--- Dataset records ---

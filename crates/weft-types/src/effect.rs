use std::any::Any;
use std::fmt;
use std::future::Future;
use std::panic::Location;
use std::rc::Rc;

use crate::routine::{Ctx, RoutineFn, RoutineResult};
use crate::strand::{Strand, StrandId};
use crate::value::Value;

/// Predicate a receiver applies to broadcast payloads. A rejected payload
/// leaves the receiver registered.
pub type ReceivePredicate = Rc<dyn Fn(&Value) -> bool>;

/// Predicate a test interceptor applies to in-flight effects.
pub type EffectPredicate = Rc<dyn Fn(&Effect) -> bool>;

/// Hook invoked when the owning strand is cancelled while this effect is
/// pending. Must be synchronous, non-throwing and idempotent, and safe to
/// call when the effect was never dispatched.
pub type CancelHook = Rc<dyn Fn()>;

/// Off-loop task executed by the blocking worker pool.
pub type BlockingFn = Box<dyn FnOnce() -> Box<dyn Any + Send> + Send>;

/// The reason a strand suspended, with its operand data.
pub enum EffectKind {
    Broadcast {
        key: String,
        value: Value,
        immediate: bool,
    },
    Receive {
        key: String,
        predicate: Option<ReceivePredicate>,
    },
    Call {
        routine: RoutineFn,
    },
    CallFork {
        routine: RoutineFn,
        run_first: bool,
    },
    CallBlocking {
        task: BlockingFn,
    },
    First {
        entrants: Vec<Strand>,
        cancel_losers: bool,
        ensure_cancel: bool,
    },
    Cancel {
        target: Strand,
    },
    Wrapper {
        inner: Box<Effect>,
        kind: String,
    },
    Intercept {
        predicate: Option<EffectPredicate>,
    },
    Resume {
        target: StrandId,
        value: Value,
    },
    DebugTree,
}

/// A declarative, inert description of what a routine is asking the engine
/// to do at one suspension point.
///
/// Every effect carries a human-readable name for diagnostics, an optional
/// cancel hook, and the call site captured at construction.
pub struct Effect {
    kind: EffectKind,
    name: String,
    cancel_hook: Option<CancelHook>,
    caller: &'static Location<'static>,
}

/// An effect decomposed for dispatch. `Wrapper` layers are flattened away;
/// they only affect the diagnostic name, which the engine captures before
/// taking the effect apart.
pub struct EffectParts {
    pub kind: EffectKind,
    pub name: String,
    pub caller: &'static Location<'static>,
}

impl Effect {
    #[track_caller]
    fn new(kind: EffectKind, name: String) -> Self {
        Self {
            kind,
            name,
            cancel_hook: None,
            caller: Location::caller(),
        }
    }

    /// Broadcast `value` under `key`; receivers drain before the broadcaster
    /// continues. A broadcast that finds no receiver is dropped.
    #[track_caller]
    pub fn broadcast(key: impl Into<String>, value: Value) -> Self {
        let key = key.into();
        Self::new(
            EffectKind::Broadcast {
                key: key.clone(),
                value,
                immediate: false,
            },
            key,
        )
    }

    /// Broadcast `value` under `key` and keep running before the woken
    /// receivers get their turn.
    #[track_caller]
    pub fn broadcast_immediate(key: impl Into<String>, value: Value) -> Self {
        let key = key.into();
        Self::new(
            EffectKind::Broadcast {
                key: key.clone(),
                value,
                immediate: true,
            },
            key,
        )
    }

    /// Park until a broadcast arrives under `key`.
    #[track_caller]
    pub fn receive(key: impl Into<String>) -> Self {
        let key = key.into();
        Self::new(
            EffectKind::Receive {
                key: key.clone(),
                predicate: None,
            },
            key,
        )
    }

    /// Park until a broadcast under `key` satisfies `predicate`.
    #[track_caller]
    pub fn receive_match(
        key: impl Into<String>,
        predicate: impl Fn(&Value) -> bool + 'static,
    ) -> Self {
        let key = key.into();
        Self::new(
            EffectKind::Receive {
                key: key.clone(),
                predicate: Some(Rc::new(predicate)),
            },
            key,
        )
    }

    /// Run `body` as a child strand and park until it returns.
    #[track_caller]
    pub fn call<F, Fut>(name: impl Into<String>, body: F) -> Self
    where
        F: FnOnce(Ctx) -> Fut + 'static,
        Fut: Future<Output = RoutineResult> + 'static,
    {
        Self::new(
            EffectKind::Call {
                routine: Box::new(move |ctx| Box::pin(body(ctx))),
            },
            name.into(),
        )
    }

    /// Spin `body` off as a child strand and resume immediately with its
    /// handle. The child is not awaited.
    #[track_caller]
    pub fn fork<F, Fut>(name: impl Into<String>, body: F) -> Self
    where
        F: FnOnce(Ctx) -> Fut + 'static,
        Fut: Future<Output = RoutineResult> + 'static,
    {
        Self::new(
            EffectKind::CallFork {
                routine: Box::new(move |ctx| Box::pin(body(ctx))),
                run_first: false,
            },
            name.into(),
        )
    }

    /// Like [`Effect::fork`], but the child takes its first step before the
    /// caller resumes with the handle.
    #[track_caller]
    pub fn fork_eager<F, Fut>(name: impl Into<String>, body: F) -> Self
    where
        F: FnOnce(Ctx) -> Fut + 'static,
        Fut: Future<Output = RoutineResult> + 'static,
    {
        Self::new(
            EffectKind::CallFork {
                routine: Box::new(move |ctx| Box::pin(body(ctx))),
                run_first: true,
            },
            name.into(),
        )
    }

    /// Hand `task` to the blocking worker pool and park until its result
    /// comes back. The task itself cannot be cancelled; cancelling the
    /// strand makes the engine discard the eventual result.
    #[track_caller]
    pub fn call_blocking<F, R>(name: impl Into<String>, task: F) -> Self
    where
        F: FnOnce() -> R + Send + 'static,
        R: Any + Send,
    {
        Self::new(
            EffectKind::CallBlocking {
                task: Box::new(move || Box::new(task()) as Box<dyn Any + Send>),
            },
            name.into(),
        )
    }

    /// Park until the first of `entrants` completes; resumes with
    /// `(index, value)` of the winner.
    #[track_caller]
    pub fn first(entrants: Vec<Strand>, cancel_losers: bool, ensure_cancel: bool) -> Self {
        let name = entrants
            .iter()
            .map(|s| s.id().to_string())
            .collect::<Vec<_>>()
            .join(", ");
        Self::new(
            EffectKind::First {
                entrants,
                cancel_losers,
                ensure_cancel,
            },
            name,
        )
    }

    /// Cancel `target` and its live descendants, then resume.
    #[track_caller]
    pub fn cancel(target: Strand) -> Self {
        let name = target.to_string();
        Self::new(EffectKind::Cancel { target }, name)
    }

    /// Rename `inner` for diagnostics; dispatch is unchanged.
    #[track_caller]
    pub fn wrap(inner: Effect, kind: impl Into<String>) -> Self {
        let name = inner.name.clone();
        Self::new(
            EffectKind::Wrapper {
                inner: Box::new(inner),
                kind: kind.into(),
            },
            name,
        )
    }

    /// Capture the next effect any strand is about to dispatch. Test mode
    /// only.
    #[track_caller]
    pub fn intercept_any() -> Self {
        Self::new(EffectKind::Intercept { predicate: None }, String::new())
    }

    /// Capture the next effect matching `predicate`. Test mode only.
    #[track_caller]
    pub fn intercept_matching(predicate: impl Fn(&Effect) -> bool + 'static) -> Self {
        Self::new(
            EffectKind::Intercept {
                predicate: Some(Rc::new(predicate)),
            },
            String::new(),
        )
    }

    /// Resume with a rendering of the live strand tree.
    #[track_caller]
    pub fn debug_tree() -> Self {
        Self::new(EffectKind::DebugTree, String::new())
    }

    /// Attach a cancel hook, replacing any existing one.
    pub fn with_cancel_hook(mut self, hook: impl Fn() + 'static) -> Self {
        self.cancel_hook = Some(Rc::new(hook));
        self
    }

    pub fn kind(&self) -> &EffectKind {
        &self.kind
    }

    /// The variant name, or the replacement tag for wrapped effects.
    pub fn kind_name(&self) -> &str {
        match &self.kind {
            EffectKind::Broadcast { .. } => "Broadcast",
            EffectKind::Receive { .. } => "Receive",
            EffectKind::Call { .. } => "Call",
            EffectKind::CallFork { .. } => "CallFork",
            EffectKind::CallBlocking { .. } => "CallBlocking",
            EffectKind::First { .. } => "First",
            EffectKind::Cancel { .. } => "Cancel",
            EffectKind::Wrapper { kind, .. } => kind,
            EffectKind::Intercept { .. } => "Intercept",
            EffectKind::Resume { .. } => "Resume",
            EffectKind::DebugTree => "DebugTree",
        }
    }

    pub fn name(&self) -> &str {
        &self.name
    }

    /// Broadcast/receive key, looked up through wrapper layers.
    pub fn key(&self) -> Option<&str> {
        match &self.kind {
            EffectKind::Broadcast { key, .. } | EffectKind::Receive { key, .. } => Some(key),
            EffectKind::Wrapper { inner, .. } => inner.key(),
            _ => None,
        }
    }

    /// Broadcast payload, looked up through wrapper layers.
    pub fn broadcast_value(&self) -> Option<&Value> {
        match &self.kind {
            EffectKind::Broadcast { value, .. } => Some(value),
            EffectKind::Wrapper { inner, .. } => inner.broadcast_value(),
            _ => None,
        }
    }

    /// Whether this effect yields its turn to already-queued work.
    pub fn deferred(&self) -> bool {
        match &self.kind {
            EffectKind::Broadcast { immediate, .. } => !immediate,
            EffectKind::Wrapper { inner, .. } => inner.deferred(),
            _ => false,
        }
    }

    /// The cancel hook, falling back to the wrapped effect's hook.
    pub fn cancel_hook(&self) -> Option<CancelHook> {
        if let Some(hook) = &self.cancel_hook {
            return Some(Rc::clone(hook));
        }
        match &self.kind {
            EffectKind::Wrapper { inner, .. } => inner.cancel_hook(),
            _ => None,
        }
    }

    pub fn caller(&self) -> &'static Location<'static> {
        self.caller
    }

    /// Decompose for dispatch, flattening wrapper layers.
    pub fn into_parts(self) -> EffectParts {
        let Effect {
            kind, name, caller, ..
        } = self;
        match kind {
            EffectKind::Wrapper { inner, .. } => inner.into_parts(),
            kind => EffectParts { kind, name, caller },
        }
    }
}

impl fmt::Display for Effect {
    fn fmt(&self, f: &mut fmt::Formatter<'_>) -> fmt::Result {
        if self.name.is_empty() {
            write!(f, "{}", self.kind_name())
        } else {
            write!(f, "{}({})", self.kind_name(), self.name)
        }
    }
}

impl fmt::Debug for Effect {
    fn fmt(&self, f: &mut fmt::Formatter<'_>) -> fmt::Result {
        write!(f, "Effect[{self}]")
    }
}

/// An effect captured by a test interceptor before dispatch, together with
/// the strand that yielded it.
///
/// The captured effect is never executed; [`Intercepted::inject`] builds the
/// effect that resumes the captured strand with a replacement value.
pub struct Intercepted {
    effect: Effect,
    source: StrandId,
}

impl Intercepted {
    pub fn new(effect: Effect, source: StrandId) -> Self {
        Self { effect, source }
    }

    pub fn effect(&self) -> &Effect {
        &self.effect
    }

    pub fn source(&self) -> StrandId {
        self.source
    }

    /// Build the effect that resumes the intercepted strand with `value`.
    #[track_caller]
    pub fn inject(self, value: Value) -> Effect {
        Effect::new(
            EffectKind::Resume {
                target: self.source,
                value,
            },
            "inject".to_string(),
        )
    }
}

#[cfg(test)]
mod tests {
    use super::*;

    #[test]
    fn display_pairs_kind_and_name() {
        assert_eq!(
            Effect::broadcast("tick", Value::unit()).to_string(),
            "Broadcast(tick)"
        );
        assert_eq!(Effect::receive("tick").to_string(), "Receive(tick)");
        assert_eq!(Effect::debug_tree().to_string(), "DebugTree");
        assert_eq!(Effect::intercept_any().to_string(), "Intercept");
    }

    #[test]
    fn wrapping_replaces_the_kind_but_keeps_the_name() {
        let wrapped = Effect::wrap(Effect::receive("slot"), "Acquire");
        assert_eq!(wrapped.to_string(), "Acquire(slot)");
        assert_eq!(wrapped.key(), Some("slot"));
    }

    #[test]
    fn only_non_immediate_broadcasts_defer() {
        assert!(Effect::broadcast("k", Value::unit()).deferred());
        assert!(!Effect::broadcast_immediate("k", Value::unit()).deferred());
        assert!(!Effect::receive("k").deferred());
        assert!(Effect::wrap(Effect::broadcast("k", Value::unit()), "Send").deferred());
    }

    #[test]
    fn cancel_hooks_fall_through_wrappers() {
        use std::cell::Cell;
        use std::rc::Rc;

        let fired = Rc::new(Cell::new(0));
        let hook_fired = Rc::clone(&fired);
        let inner = Effect::receive("slot").with_cancel_hook(move || {
            hook_fired.set(hook_fired.get() + 1);
        });
        let wrapped = Effect::wrap(inner, "Acquire");

        let hook = wrapped.cancel_hook().expect("hook survives wrapping");
        (*hook)();
        assert_eq!(fired.get(), 1);
    }

    #[test]
    fn into_parts_flattens_wrapper_layers() {
        let wrapped = Effect::wrap(
            Effect::wrap(Effect::broadcast("deep", Value::unit()), "Inner"),
            "Outer",
        );
        let parts = wrapped.into_parts();
        assert!(matches!(parts.kind, EffectKind::Broadcast { ref key, .. } if key == "deep"));
        assert_eq!(parts.name, "deep");
    }

    #[test]
    fn first_names_its_entrants() {
        use crate::strand::{Strand, StrandId, StrandShared};

        let a = Strand::new(StrandId::new(1), Rc::new(StrandShared::default()));
        let b = Strand::new(StrandId::new(2), Rc::new(StrandShared::default()));
        assert_eq!(
            Effect::first(vec![a, b], true, true).to_string(),
            "First(s1, s2)"
        );
    }
}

---

Exercise instructions: Where does "Location" occur in the data? Copy each line that has it.

Problem solution:
use std::panic::Location;
    caller: &'static Location<'static>,
    pub caller: &'static Location<'static>,
            caller: Location::caller(),
    pub fn caller(&self) -> &'static Location<'static> {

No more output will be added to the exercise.